The issue raised little stir when the amendments to the Bank of Jamaica Act, the Banking Act, the Building Societies Act and the Financial Institutions Act, moved through the lower House.
But on Thursday in the Senate, the Opposition declared the powers being granted to the Bank of Jamaica, which is legally the supervisor of banks, to be “extremely wide and dangerous powers”.
It could result in the closure of banks that merely fail to provide information the authorities request, argued Opposition senator, Anthony Johnson.
The new powers to the BOJ is the latest in a series of laws to strengthen the regulatory powers of the authorities since the mid-1990s systemic collapse of banks and insurance companies.
The government blamed the melt-down, for which it has a bail-out bill of over $120 billion, on loose inter-company lending by banks which were part of groups, poor internal management and risk assessment, expansion outside their core business and a mismatch of assets and liabilities.
Government critics, however, have argued that that is only one part of the story. They point to inappropriate policies which undermined growth, a lax management of money supply and then an over-zealous attempt to correct the problem, which caused interest rates to spiral, driving businesses to the wall. All this was complicated, the critics insist, by the government’s voracious appetite for debt.
However, in the wake of the crisis, the central bank was given greater say over who could own and manage banks and financial institutions had to provide a wider range of information than before.

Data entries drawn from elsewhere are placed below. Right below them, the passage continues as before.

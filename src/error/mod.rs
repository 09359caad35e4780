//! Error types for snmp-bridge.
//!
//! This module provides:
//!
//! - [`Error`] - The main error type covering every transport failure
//! - [`ErrorClass`] - The failure taxonomy each error belongs to
//!
//! # Error Handling
//!
//! Errors are boxed for efficiency: `Result<T> = Result<T, Box<Error>>`.
//!
//! ```rust
//! use snmp_bridge::{Error, ErrorClass, Result};
//!
//! fn report(result: Result<()>) {
//!     match result {
//!         Ok(()) => println!("sent"),
//!         Err(e) => match e.class() {
//!             ErrorClass::AddressInvalid => println!("no usable destination: {}", e),
//!             ErrorClass::PartialSend => println!("datagram truncated: {}", e),
//!             _ => println!("error: {}", e),
//!         },
//!     }
//! }
//! ```

use std::net::{IpAddr, SocketAddr};

use crate::transport::Channel;

/// Result type alias using the library's boxed Error type.
pub type Result<T> = std::result::Result<T, Box<Error>>;

/// Failure taxonomy.
///
/// Each [`Error`] belongs to exactly one class. The class decides how the
/// failure is handled: fatal startup errors abort initialization, everything
/// else drops the datagram or fails the single send that caused it.
#[derive(Debug, Clone, Copy, PartialEq, Eq, Hash)]
pub enum ErrorClass {
    /// A channel could not be opened or bound.
    FatalStartup,
    /// The receive call failed or yielded no datagram.
    TransientReceive,
    /// The packet pool could not satisfy an allocation.
    ResourceExhaustion,
    /// A copy between the chained buffer and the flat region moved the wrong
    /// number of bytes, or the payload does not fit a single datagram.
    CopyIntegrity,
    /// The destination is unusable or the trap redirect target is unknown.
    AddressInvalid,
    /// The socket accepted fewer bytes than requested.
    PartialSend,
    /// The socket rejected the send outright.
    Transport,
    /// Invalid configuration.
    Config,
}

impl std::fmt::Display for ErrorClass {
    fn fmt(&self, f: &mut std::fmt::Formatter<'_>) -> std::fmt::Result {
        match self {
            Self::FatalStartup => write!(f, "fatal-startup"),
            Self::TransientReceive => write!(f, "transient-receive"),
            Self::ResourceExhaustion => write!(f, "resource-exhaustion"),
            Self::CopyIntegrity => write!(f, "copy-integrity"),
            Self::AddressInvalid => write!(f, "address-invalid"),
            Self::PartialSend => write!(f, "partial-send"),
            Self::Transport => write!(f, "transport"),
            Self::Config => write!(f, "config"),
        }
    }
}

/// The main error type for all snmp-bridge operations.
///
/// Errors are boxed (via [`Result`]) to keep the size small on the stack.
///
/// ```
/// use snmp_bridge::{Error, ErrorClass};
///
/// fn is_drop(error: &Error) -> bool {
///     matches!(
///         error.class(),
///         ErrorClass::TransientReceive | ErrorClass::ResourceExhaustion
///     )
/// }
/// ```
#[derive(Debug, thiserror::Error)]
#[non_exhaustive]
pub enum Error {
    /// Opening or binding a channel failed.
    #[error("failed to open {channel} channel on {addr}: {source}")]
    Bind {
        channel: Channel,
        addr: SocketAddr,
        #[source]
        source: std::io::Error,
    },

    /// The receive call on a channel failed.
    #[error("receive on {channel} channel failed: {source}")]
    Receive {
        channel: Channel,
        #[source]
        source: std::io::Error,
    },

    /// A zero-length datagram arrived; treated as no datagram.
    #[error("empty datagram from {source_addr}")]
    EmptyDatagram { source_addr: SocketAddr },

    /// Payload larger than the maximum transport unit.
    #[error("payload of {len} bytes exceeds maximum transport unit of {max}")]
    Oversized { len: usize, max: usize },

    /// The packet pool could not allocate the requested bytes.
    #[error("packet allocation of {requested} bytes failed ({available} available)")]
    Allocation { requested: usize, available: usize },

    /// A buffer copy moved a different number of bytes than declared.
    #[error("buffer copy moved {copied} of {expected} bytes")]
    ShortCopy { expected: usize, copied: usize },

    /// The destination address cannot be sent to.
    #[error("invalid destination {target}")]
    InvalidDestination { target: SocketAddr },

    /// A trap was addressed to the sentinel before any request arrived.
    #[error("trap addressed to sentinel {sentinel} but no request source is known")]
    NoRedirectTarget { sentinel: IpAddr },

    /// The socket rejected the send.
    #[error("send of {len} bytes on {channel} channel to {target} failed: {source}")]
    Send {
        channel: Channel,
        target: SocketAddr,
        len: usize,
        #[source]
        source: std::io::Error,
    },

    /// The socket accepted fewer bytes than the payload.
    #[error("send on {channel} channel to {target} incomplete: expected {expected} but {sent}")]
    PartialSend {
        channel: Channel,
        target: SocketAddr,
        expected: usize,
        sent: usize,
    },

    /// Invalid configuration.
    #[error("configuration error: {0}")]
    Config(Box<str>),
}

impl Error {
    /// Box this error (convenience for constructing boxed errors).
    pub fn boxed(self) -> Box<Self> {
        Box::new(self)
    }

    /// The taxonomy class of this error.
    pub fn class(&self) -> ErrorClass {
        match self {
            Self::Bind { .. } => ErrorClass::FatalStartup,
            Self::Receive { .. } | Self::EmptyDatagram { .. } => ErrorClass::TransientReceive,
            Self::Allocation { .. } => ErrorClass::ResourceExhaustion,
            Self::Oversized { .. } | Self::ShortCopy { .. } => ErrorClass::CopyIntegrity,
            Self::InvalidDestination { .. } | Self::NoRedirectTarget { .. } => {
                ErrorClass::AddressInvalid
            }
            Self::Send { .. } => ErrorClass::Transport,
            Self::PartialSend { .. } => ErrorClass::PartialSend,
            Self::Config(_) => ErrorClass::Config,
        }
    }
}
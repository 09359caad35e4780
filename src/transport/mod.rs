//! Transport layer.
//!
//! Provides the [`DatagramSocket`] seam, the two transmission [`Channel`]s,
//! the port-to-channel table and the [`TransportContext`] that owns both
//! sockets.

mod builder;
mod context;
mod udp;

#[cfg(any(test, feature = "testing"))]
mod mock;

pub use builder::*;
pub use context::*;

#[cfg(any(test, feature = "testing"))]
pub use mock::*;

use std::future::Future;
use std::io;
use std::net::{IpAddr, Ipv4Addr, Ipv6Addr, SocketAddr};

/// Well-known agent port for requests and responses.
pub const SNMP_PORT: u16 = 161;

/// Well-known port traps are sent to.
pub const SNMP_TRAP_PORT: u16 = 162;

/// Reserved documentation address (RFC 5737) used as the IPv4 trap sentinel.
pub const TRAP_SENTINEL_V4: IpAddr = IpAddr::V4(Ipv4Addr::new(192, 0, 2, 0));

/// Reserved documentation address (RFC 3849) used as the IPv6 trap sentinel.
pub const TRAP_SENTINEL_V6: IpAddr = IpAddr::V6(Ipv6Addr::new(
    0x2001, 0x0db8, 0xffff, 0xffff, 0xffff, 0xffff, 0xffff, 0xffff,
));

/// Datagram socket abstraction.
///
/// Implemented for [`tokio::net::UdpSocket`]; tests substitute a fake.
/// `send_to` returns the number of bytes the socket accepted so callers can
/// detect partial sends.
pub trait DatagramSocket: Send + Sync {
    /// Receive one datagram into `buf`.
    fn recv_from(
        &self,
        buf: &mut [u8],
    ) -> impl Future<Output = io::Result<(usize, SocketAddr)>> + Send;

    /// Send `data` to `target`.
    fn send_to(
        &self,
        data: &[u8],
        target: SocketAddr,
    ) -> impl Future<Output = io::Result<usize>> + Send;

    /// Local bind address.
    fn local_addr(&self) -> io::Result<SocketAddr>;
}

/// Transmission channel.
///
/// The network stack on small devices cannot reliably `sendto` different
/// destinations through one socket, so responses and traps leave through
/// separate sockets.
#[derive(Debug, Clone, Copy, PartialEq, Eq, Hash)]
pub enum Channel {
    /// Bound to the agent port; receives requests and sends responses.
    Response,
    /// Ephemeral source for outbound traps.
    Trap,
}

impl std::fmt::Display for Channel {
    fn fmt(&self, f: &mut std::fmt::Formatter<'_>) -> std::fmt::Result {
        match self {
            Self::Response => write!(f, "response"),
            Self::Trap => write!(f, "trap"),
        }
    }
}

/// Destination-port to channel table.
///
/// Ports without an entry use the fallback channel.
///
/// ```rust
/// use snmp_bridge::transport::{Channel, ChannelMap};
///
/// let map = ChannelMap::default();
/// assert_eq!(map.select(162), Channel::Trap);
/// assert_eq!(map.select(40000), Channel::Response);
///
/// let map = map.route(10162, Channel::Trap);
/// assert_eq!(map.select(10162), Channel::Trap);
/// ```
#[derive(Debug, Clone, PartialEq, Eq)]
pub struct ChannelMap {
    routes: Vec<(u16, Channel)>,
    fallback: Channel,
}

impl ChannelMap {
    /// Empty table sending everything to `fallback`.
    pub fn new(fallback: Channel) -> Self {
        Self {
            routes: Vec::new(),
            fallback,
        }
    }

    /// Standard table: `trap_port` goes to the trap channel, everything else
    /// to the response channel.
    pub fn with_trap_port(trap_port: u16) -> Self {
        Self::new(Channel::Response).route(trap_port, Channel::Trap)
    }

    /// Route `port` to `channel`, replacing any existing entry.
    pub fn route(mut self, port: u16, channel: Channel) -> Self {
        match self.routes.iter_mut().find(|(p, _)| *p == port) {
            Some(entry) => entry.1 = channel,
            None => self.routes.push((port, channel)),
        }
        self
    }

    /// Channel for a destination port.
    pub fn select(&self, port: u16) -> Channel {
        self.routes
            .iter()
            .find(|(p, _)| *p == port)
            .map(|(_, c)| *c)
            .unwrap_or(self.fallback)
    }

    /// Channel used for unrouted ports.
    pub fn fallback(&self) -> Channel {
        self.fallback
    }
}

impl Default for ChannelMap {
    fn default() -> Self {
        Self::with_trap_port(SNMP_TRAP_PORT)
    }
}
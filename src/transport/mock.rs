//! Mock socket for testing.
//!
//! Provides a programmable [`DatagramSocket`] that can simulate inbound
//! traffic, receive errors and short or failed sends without a network.

use super::DatagramSocket;
use bytes::Bytes;
use std::collections::VecDeque;
use std::io;
use std::net::SocketAddr;
use std::sync::{Arc, Mutex};
use tokio::sync::Notify;

/// Something the mock hands out on the next receive.
#[derive(Clone, Debug)]
pub enum MockRecv {
    /// Deliver this datagram from this source.
    Datagram(Bytes, SocketAddr),
    /// Fill nothing but report this many bytes received.
    ReportedLen(usize, SocketAddr),
    /// Fail the receive.
    Error(io::ErrorKind),
}

/// How the mock answers the next send.
#[derive(Clone, Copy, Debug, PartialEq, Eq)]
pub enum SendBehavior {
    /// Accept the whole datagram.
    Full,
    /// Report at most this many bytes sent.
    Short(usize),
    /// Fail the send.
    Error(io::ErrorKind),
}

/// A datagram passed to `send_to`.
#[derive(Clone, Debug, PartialEq, Eq)]
pub struct SentDatagram {
    /// The bytes handed to the socket.
    pub data: Bytes,
    /// Destination address.
    pub target: SocketAddr,
}

struct MockSocketInner {
    local_addr: SocketAddr,
    inbound: VecDeque<MockRecv>,
    send_behavior: VecDeque<SendBehavior>,
    sent: Vec<SentDatagram>,
    send_calls: usize,
}

/// Mock datagram socket.
///
/// Clones share state, so a test keeps one clone to script traffic and
/// inspect sends while the transport owns the other. Receives wait until a
/// datagram is queued, like a real blocking socket.
///
/// # Example
///
/// ```rust
/// use snmp_bridge::transport::MockSocket;
///
/// let sock = MockSocket::new("0.0.0.0:161".parse().unwrap());
/// sock.push_datagram(vec![0x30, 0x00], "10.0.0.5:40000".parse().unwrap());
/// sock.short_next_send(10);
/// assert_eq!(sock.pending_inbound(), 1);
/// ```
#[derive(Clone)]
pub struct MockSocket {
    inner: Arc<Mutex<MockSocketInner>>,
    arrived: Arc<Notify>,
}

impl MockSocket {
    /// Create a mock bound to `local_addr`.
    pub fn new(local_addr: SocketAddr) -> Self {
        Self {
            inner: Arc::new(Mutex::new(MockSocketInner {
                local_addr,
                inbound: VecDeque::new(),
                send_behavior: VecDeque::new(),
                sent: Vec::new(),
                send_calls: 0,
            })),
            arrived: Arc::new(Notify::new()),
        }
    }

    fn push(&self, item: MockRecv) {
        self.inner.lock().unwrap().inbound.push_back(item);
        self.arrived.notify_one();
    }

    /// Queue an inbound datagram.
    pub fn push_datagram(&self, data: impl Into<Bytes>, source: SocketAddr) {
        self.push(MockRecv::Datagram(data.into(), source));
    }

    /// Queue a receive that reports `len` bytes without filling the buffer.
    pub fn push_reported_len(&self, len: usize, source: SocketAddr) {
        self.push(MockRecv::ReportedLen(len, source));
    }

    /// Queue a receive error.
    pub fn push_error(&self, kind: io::ErrorKind) {
        self.push(MockRecv::Error(kind));
    }

    /// Make the next send report only `n` bytes.
    pub fn short_next_send(&self, n: usize) {
        let mut inner = self.inner.lock().unwrap();
        inner.send_behavior.push_back(SendBehavior::Short(n));
    }

    /// Make the next send fail.
    pub fn fail_next_send(&self, kind: io::ErrorKind) {
        let mut inner = self.inner.lock().unwrap();
        inner.send_behavior.push_back(SendBehavior::Error(kind));
    }

    /// Datagrams passed to `send_to`, including failed ones.
    pub fn sent(&self) -> Vec<SentDatagram> {
        self.inner.lock().unwrap().sent.clone()
    }

    /// Number of `send_to` calls.
    pub fn send_calls(&self) -> usize {
        self.inner.lock().unwrap().send_calls
    }

    /// Inbound items not yet received.
    pub fn pending_inbound(&self) -> usize {
        self.inner.lock().unwrap().inbound.len()
    }
}

impl DatagramSocket for MockSocket {
    async fn recv_from(&self, buf: &mut [u8]) -> io::Result<(usize, SocketAddr)> {
        loop {
            let next = self.inner.lock().unwrap().inbound.pop_front();
            match next {
                Some(MockRecv::Datagram(data, source)) => {
                    let n = data.len().min(buf.len());
                    buf[..n].copy_from_slice(&data[..n]);
                    return Ok((n, source));
                }
                Some(MockRecv::ReportedLen(len, source)) => return Ok((len, source)),
                Some(MockRecv::Error(kind)) => return Err(io::Error::from(kind)),
                None => self.arrived.notified().await,
            }
        }
    }

    async fn send_to(&self, data: &[u8], target: SocketAddr) -> io::Result<usize> {
        let mut inner = self.inner.lock().unwrap();
        inner.send_calls += 1;
        inner.sent.push(SentDatagram {
            data: Bytes::copy_from_slice(data),
            target,
        });
        match inner.send_behavior.pop_front().unwrap_or(SendBehavior::Full) {
            SendBehavior::Full => Ok(data.len()),
            SendBehavior::Short(n) => Ok(n.min(data.len())),
            SendBehavior::Error(kind) => Err(io::Error::from(kind)),
        }
    }

    fn local_addr(&self) -> io::Result<SocketAddr> {
        Ok(self.inner.lock().unwrap().local_addr)
    }
}

#[cfg(test)]
mod tests {
    use super::*;
    use std::time::Duration;

    #[tokio::test]
    async fn recv_waits_for_datagram() {
        let sock = MockSocket::new("0.0.0.0:161".parse().unwrap());
        let feeder = sock.clone();

        tokio::spawn(async move {
            tokio::time::sleep(Duration::from_millis(10)).await;
            feeder.push_datagram(&b"late"[..], "10.0.0.5:40000".parse().unwrap());
        });

        let mut buf = [0u8; 16];
        let (n, from) = sock.recv_from(&mut buf).await.unwrap();
        assert_eq!(&buf[..n], b"late");
        assert_eq!(from, "10.0.0.5:40000".parse().unwrap());
    }

    #[tokio::test]
    async fn send_behaviors_apply_in_order() {
        let sock = MockSocket::new("0.0.0.0:161".parse().unwrap());
        let target = "10.0.0.5:162".parse().unwrap();
        sock.short_next_send(2);
        sock.fail_next_send(io::ErrorKind::Other);

        assert_eq!(sock.send_to(b"abcd", target).await.unwrap(), 2);
        assert!(sock.send_to(b"abcd", target).await.is_err());
        assert_eq!(sock.send_to(b"abcd", target).await.unwrap(), 4);
        assert_eq!(sock.send_calls(), 3);
        assert_eq!(sock.sent()[0].data.as_ref(), b"abcd");
    }
}
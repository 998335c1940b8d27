//! # Schema Module
//!
//! JSON Schema documents for the response models.
//!
//! ## Overview
//!
//! Each model describes its declared fields through [`JsonSchema::base_schema`].
//! Documentation tweaks (a friendlier description, a derived property the
//! caller never supplies) are applied afterwards by a [`SchemaAnnotation`].
//! Annotations are plain values kept here, away from the record types, so they
//! change the published document without touching how records are built.
//!
//! ```rust
//! use responsekit::models::ErrorModel;
//! use responsekit::schema::JsonSchema;
//!
//! let schema = ErrorModel::schema();
//! assert_eq!(schema["description"], "Error model.");
//! assert_eq!(schema["properties"]["status"]["type"], "string");
//! ```
//!
//! ## Components document
//!
//! [`components`] assembles an OpenAPI 3.1 fragment with every model under
//! `components.schemas`, ready to merge into a service's `openapi.yaml`.
//! [`validate_instance`] checks a JSON value against that document.

use crate::config::Settings;
use crate::models::{ErrorModel, ErrorResponse, ReadyResponse, ROOT_LOCATION};
use crate::validator::{ValidationError, ValidationIssue, KIND_SCHEMA};
use jsonschema::Validator;
use once_cell::sync::Lazy;
use serde_json::{json, Map, Value};
use std::collections::HashMap;
use std::sync::{Arc, RwLock};
use tracing::debug;

/// OpenAPI version stamped on the components document.
pub const OPENAPI_VERSION: &str = "3.1.0";

/// A model that can describe itself as a JSON Schema object.
pub trait JsonSchema {
    /// Schema title and key under `components.schemas`.
    const TITLE: &'static str;

    /// Schema of the declared fields, before any annotation.
    fn base_schema() -> Value;

    /// Published schema: the base schema with the model's annotation applied.
    fn schema() -> Value
    where
        Self: Sized,
    {
        annotated_schema::<Self>()
    }
}

/// Post-processing applied to a generated schema object.
#[derive(Debug, Clone, Default, PartialEq)]
pub struct SchemaAnnotation {
    description: Option<String>,
    properties: Vec<(String, Value)>,
    required: Vec<String>,
}

impl SchemaAnnotation {
    pub fn new() -> Self {
        Self::default()
    }

    /// Replace the schema's `description`.
    pub fn description(mut self, description: impl Into<String>) -> Self {
        self.description = Some(description.into());
        self
    }

    /// Insert (or overwrite) a property descriptor.
    pub fn property(mut self, name: impl Into<String>, descriptor: Value) -> Self {
        self.properties.push((name.into(), descriptor));
        self
    }

    /// Append a name to `required`.
    pub fn require(mut self, name: impl Into<String>) -> Self {
        self.required.push(name.into());
        self
    }

    /// Mutate `schema` in place.
    ///
    /// Missing `properties`/`required` members are created. A name already in
    /// `required` is not added twice.
    pub fn apply(&self, schema: &mut Value) {
        let Some(obj) = schema.as_object_mut() else {
            return;
        };
        if let Some(description) = &self.description {
            obj.insert("description".to_string(), Value::String(description.clone()));
        }
        if !self.properties.is_empty() {
            let props = obj
                .entry("properties")
                .or_insert_with(|| Value::Object(Map::new()));
            if let Some(props) = props.as_object_mut() {
                for (name, descriptor) in &self.properties {
                    props.insert(name.clone(), descriptor.clone());
                }
            }
        }
        if !self.required.is_empty() {
            let required = obj
                .entry("required")
                .or_insert_with(|| Value::Array(Vec::new()));
            if let Some(required) = required.as_array_mut() {
                for name in &self.required {
                    let name = Value::String(name.clone());
                    if !required.contains(&name) {
                        required.push(name);
                    }
                }
            }
        }
    }
}

/// Annotation published for each built-in model, keyed by schema title.
pub fn default_annotation(title: &str) -> SchemaAnnotation {
    match title {
        ReadyResponse::MODEL => SchemaAnnotation::new().description("Ready response model."),
        ErrorModel::MODEL => SchemaAnnotation::new()
            .description("Error model.")
            .property("status", json!({ "title": "Status", "type": "string" }))
            .require("status"),
        ErrorResponse::MODEL => SchemaAnnotation::new().description("Error response model."),
        _ => SchemaAnnotation::new(),
    }
}

/// Base schema of `T` with `annotation` applied.
pub fn schema_for<T: JsonSchema>(annotation: &SchemaAnnotation) -> Value {
    let mut schema = T::base_schema();
    annotation.apply(&mut schema);
    schema
}

/// Base schema of `T` with its default annotation applied.
pub fn annotated_schema<T: JsonSchema>() -> Value {
    schema_for::<T>(&default_annotation(T::TITLE))
}

static SCHEMAS: Lazy<Map<String, Value>> = Lazy::new(|| {
    let mut schemas = Map::new();
    schemas.insert(ReadyResponse::TITLE.to_string(), annotated_schema::<ReadyResponse>());
    schemas.insert(ErrorModel::TITLE.to_string(), annotated_schema::<ErrorModel>());
    schemas.insert(ErrorResponse::TITLE.to_string(), annotated_schema::<ErrorResponse>());
    schemas
});

/// All published model schemas, keyed by title.
pub fn schemas() -> &'static Map<String, Value> {
    &SCHEMAS
}

/// OpenAPI fragment holding every model under `components.schemas`.
pub fn components(settings: &Settings) -> Value {
    json!({
        "openapi": OPENAPI_VERSION,
        "info": {
            "title": settings.project_name,
            "version": settings.version,
        },
        "components": {
            "schemas": Value::Object(schemas().clone()),
        }
    })
}

static VALIDATORS: Lazy<RwLock<HashMap<&'static str, Arc<Validator>>>> =
    Lazy::new(|| RwLock::new(HashMap::new()));

/// Compiled validator for the published schema titled `title`.
///
/// Compiled once per title and shared afterwards. `$ref`s into
/// `#/components/schemas` resolve against the full set of model schemas.
fn validator(title: &'static str) -> Result<Arc<Validator>, ValidationError> {
    if let Some(cached) = VALIDATORS.read().ok().and_then(|c| c.get(title).cloned()) {
        return Ok(cached);
    }
    let root = json!({
        "$schema": "https://json-schema.org/draft/2020-12/schema",
        "$ref": format!("#/components/schemas/{title}"),
        "components": { "schemas": Value::Object(schemas().clone()) },
    });
    let compiled = jsonschema::validator_for(&root).map_err(|e| {
        ValidationError::single(
            title,
            ValidationIssue::new(ROOT_LOCATION, KIND_SCHEMA, format!("schema failed to compile: {e}")),
        )
    })?;
    let compiled = Arc::new(compiled);
    if let Ok(mut cache) = VALIDATORS.write() {
        cache.insert(title, Arc::clone(&compiled));
    }
    debug!(model = title, "compiled schema validator");
    Ok(compiled)
}

/// Validate a JSON instance against the published schema of `T`.
///
/// Every violation becomes one issue of kind `schema`, located at the JSON
/// pointer of the offending value (`$` for the document itself).
pub fn validate_instance<T: JsonSchema>(instance: &Value) -> Result<(), ValidationError> {
    let validator = validator(T::TITLE)?;
    let issues: Vec<ValidationIssue> = validator
        .iter_errors(instance)
        .map(|e| {
            let pointer = e.instance_path().to_string();
            let location = if pointer.is_empty() { ROOT_LOCATION.to_string() } else { pointer };
            ValidationIssue::new(location, KIND_SCHEMA, e.to_string())
        })
        .collect();
    if issues.is_empty() {
        Ok(())
    } else {
        debug!(model = T::TITLE, issues = issues.len(), "instance does not match schema");
        Err(ValidationError::new(T::TITLE, issues))
    }
}
//! Structured logging initialization
//!
//! Installs a `tracing` subscriber with an `EnvFilter` and either a JSON
//! (production) or pretty (development) formatter. Library code only emits
//! events; binaries call [`init_logging_with_config`] once at startup.
//!
//! ## Environment Variables
//!
//! - `RESPONSEKIT_LOG_LEVEL` - trace/debug/info/warn/error (default `info`)
//! - `RESPONSEKIT_LOG_FORMAT` - json/pretty (default `json`)
//! - `RESPONSEKIT_LOG_TARGET_FILTER` - extra comma-separated filter directives
//! - `RESPONSEKIT_LOG_INCLUDE_LOCATION` - include file:line (default `false`)
//!
//! `RUST_LOG`, when set, takes precedence over `RESPONSEKIT_LOG_LEVEL`.

use crate::config::Settings;
use anyhow::{Context, Result};
use std::env;
use tracing::Level;
use tracing_subscriber::layer::SubscriberExt;
use tracing_subscriber::util::SubscriberInitExt;
use tracing_subscriber::{EnvFilter, Layer};

/// Log format: JSON for production, pretty-print for development
#[derive(Debug, Clone, Copy, PartialEq, Eq)]
pub enum LogFormat {
    Json,
    Pretty,
}

impl LogFormat {
    pub fn parse(s: &str) -> Self {
        match s.to_lowercase().as_str() {
            "pretty" => LogFormat::Pretty,
            _ => LogFormat::Json, // Default to JSON
        }
    }
}

/// Logging configuration
#[derive(Debug, Clone)]
pub struct LogConfig {
    /// Log level: trace/debug/info/warn/error
    pub log_level: String,
    /// Log format: json/pretty
    pub format: LogFormat,
    /// Module filter (comma-separated)
    pub target_filter: Option<String>,
    /// Include file:line location (dev only)
    pub include_location: bool,
}

impl LogConfig {
    /// Parse configuration from environment variables with defaults
    pub fn from_env() -> Self {
        Self {
            log_level: env::var("RESPONSEKIT_LOG_LEVEL").unwrap_or_else(|_| "info".to_string()),
            format: LogFormat::parse(
                &env::var("RESPONSEKIT_LOG_FORMAT").unwrap_or_else(|_| "json".to_string()),
            ),
            target_filter: env::var("RESPONSEKIT_LOG_TARGET_FILTER").ok(),
            include_location: env::var("RESPONSEKIT_LOG_INCLUDE_LOCATION")
                .ok()
                .and_then(|s| s.parse().ok())
                .unwrap_or(false),
        }
    }

    /// Development configuration: pretty output at `debug` with locations.
    pub fn default_dev() -> Self {
        Self {
            log_level: "debug".to_string(),
            format: LogFormat::Pretty,
            target_filter: None,
            include_location: true,
        }
    }

    /// Environment configuration, switched to the development profile when
    /// `settings.debug` is set.
    pub fn for_settings(settings: &Settings) -> Self {
        if settings.debug {
            Self {
                target_filter: env::var("RESPONSEKIT_LOG_TARGET_FILTER").ok(),
                ..Self::default_dev()
            }
        } else {
            Self::from_env()
        }
    }

    /// Parsed log level; unknown names fall back to `INFO`.
    pub fn level(&self) -> Level {
        match self.log_level.to_lowercase().as_str() {
            "trace" => Level::TRACE,
            "debug" => Level::DEBUG,
            "info" => Level::INFO,
            "warn" => Level::WARN,
            "error" => Level::ERROR,
            _ => Level::INFO,
        }
    }

    /// Build the `EnvFilter` for this configuration.
    ///
    /// Invalid target directives are skipped with a warning on stderr.
    pub fn env_filter(&self) -> EnvFilter {
        let mut env_filter = EnvFilter::try_from_default_env()
            .unwrap_or_else(|_| EnvFilter::new(self.level().as_str()));

        if let Some(target_filter) = &self.target_filter {
            for filter in target_filter.split(',') {
                let filter = filter.trim();
                if !filter.is_empty() {
                    if let Ok(directive) = filter.parse() {
                        env_filter = env_filter.add_directive(directive);
                    } else {
                        eprintln!("Warning: Invalid log filter directive: {}", filter);
                    }
                }
            }
        }
        env_filter
    }
}

/// Initialize logging with structured tracing
///
/// Output goes to stderr so binaries can keep stdout for their data.
///
/// # Errors
///
/// Fails if a global subscriber is already installed.
///
/// # Example
///
/// ```no_run
/// use responsekit::otel::{init_logging_with_config, LogConfig};
///
/// init_logging_with_config(&LogConfig::from_env())
///     .expect("Failed to initialize logging");
/// ```
pub fn init_logging_with_config(config: &LogConfig) -> Result<()> {
    let fmt_layer = match config.format {
        LogFormat::Json => tracing_subscriber::fmt::layer()
            .json()
            .with_current_span(true)
            .with_target(true)
            .with_file(config.include_location)
            .with_line_number(config.include_location)
            .with_writer(std::io::stderr)
            .boxed(),
        LogFormat::Pretty => tracing_subscriber::fmt::layer()
            .pretty()
            .with_target(true)
            .with_thread_ids(false)
            .with_file(config.include_location)
            .with_line_number(config.include_location)
            .with_writer(std::io::stderr)
            .boxed(),
    };

    tracing_subscriber::registry()
        .with(config.env_filter())
        .with(fmt_layer)
        .try_init()
        .context("Failed to initialize logging")?;

    Ok(())
}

With these latest amendments, the supervisor will have the power to demand that “any company which is a member of a group of which a bank is a member, or as the case may require, all companies within that group to submit… information” which the central bank “considers necessary for the effective supervision of the bank concerned”.
The kind of information that may be demanded would relate to the effect of the group’s operation on a commercial bank, merchant bank or building society and whether the group is obtaining financing or other benefit “directly or indirectly” from the deposit-taking institution.
The regulators will also have the authority to delve into the risk management capability of the group as whole.
In piloting the amendments, the leader of government business in the Senate, Burchell Whiteman, said that they were aimed at plugging existing loopholes in the legislation.
“This situation arises in the context of several institutions which, by the size of their managed portfolio, are not pursuing banking business as their core business,” said Whiteman.
However, Jamaica Labour Party (JLP) member Johnson, argued that legislation with such sweeping powers should have been widely discussed before being debated in Parliament, and he claimed that the authorities would now have the right to go on “fishing expeditions” inside companies.
“I suspect the reason we are not given a white paper is because they want to be able to go on fishing expeditions into the private affairs of firms and individuals,” Johnson said.
The attorney-general, A J Nicholson, denied the claim, saying that the request for information would be limited to prescribed areas.
Johnson was not assuaged.
“We are giving the right for a banker’s licence to be revoked if the bank refuses to act in a certain manner,” he lamented. “I don’t think, frankly, that this is a matter which should be glossed over lightly because it is extending and expanding the powers of the regulatory authority and I can’t see the reason for it.”